During the last holiday season, a third of all online purchases came from smartphone users. Just how central e-commerce and m-commerce (almost by default) has become to our way of life and how it’s expected to continue to grow is quite evident. According to Business Insider, e-commerce and m-commerce are showing no signs of stopping.
Mobile transactions are overtaking everything else at a rate faster than businesses can handle. With the number of consumers switching to digital and mobile channels growing literally by the hour, banks need to simultaneously boost their defense mechanisms to prevent e-commerce and m-commerce frauds.
In fact, real-time payment systems could very well be helping accelerate financial crime. A smarter mechanism to detect patterns and quickly form rules without the added complexity of software mutation and changes is essential for fraud threats to be preempted and prevented in real-time. Intelligent systems start from a basic rule and update these rules based on patterns detected from data, at incredible speeds.
Machine learning algorithms today can analyze petabytes of data in a matter of hours and detect patterns with very simple computations. The entire process of analyzing data and formulating rules can be tested, verified and validated, making this a very precise and accurate science that gets better with use. Read more on applying Machine Learning and AI in fraud detection.
But implementing AI and machine learning in banks has its own share of challenges –
- Learning curve: An obstacle to machine learning is the steep learning curve for data scientists to optimize insights gained from machine learning. Machine learning is only as good as the data scientists behind it. It requires expertise and experience-driven judgement to make decisions and even the most advanced technology cannot replace that to effectively filter, process and evaluate the meaning of the risk score via data.
- Black box decision making: Much of machine learning is grounded on black box decision-making. Black box decisioning by AI currently is unable to sift authentic transactions from fraudulent ones with 100% accuracy and therefore is a limitation. Many policy execution or governance requirements need clear explanations of decisions (e.g. explaining to a customer why a transaction was blocked) and this may still pose a challenge when it comes to AI-driven systems.

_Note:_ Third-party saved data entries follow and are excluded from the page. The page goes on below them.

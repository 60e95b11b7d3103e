//! Domain types shared by every layer.

pub mod auth;
pub mod filter;
pub mod geo;
pub mod navigation;
pub mod place;
pub mod route;
pub mod types;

- Sifting the chaff from the grain: Finally, an increased capacity to process Big Data creates an inherent tendency towards including irrelevant data. Machines lack common sense, so human experts are still needed to supervise. It takes a significant amount of data for machine learning models to become accurate.
The key to advanced fraud-detection is a departure from rule-based, non-predictive detection to a non-deterministic approach that can explore and detect hitherto unknown issues/ challenges. This approach relies on several areas of AI including machine learning, deep learning and cognitive computing. Using these techniques to quickly analyze huge amounts of data, analysts can create benchmarks of normal activity and behavior patterns.
But most importantly, ecommerce platforms, financial institutions and payments systems and must have the ability to instantly detect (and prevent) threats in real-time using contextual insights synthesized from across internal and external channels.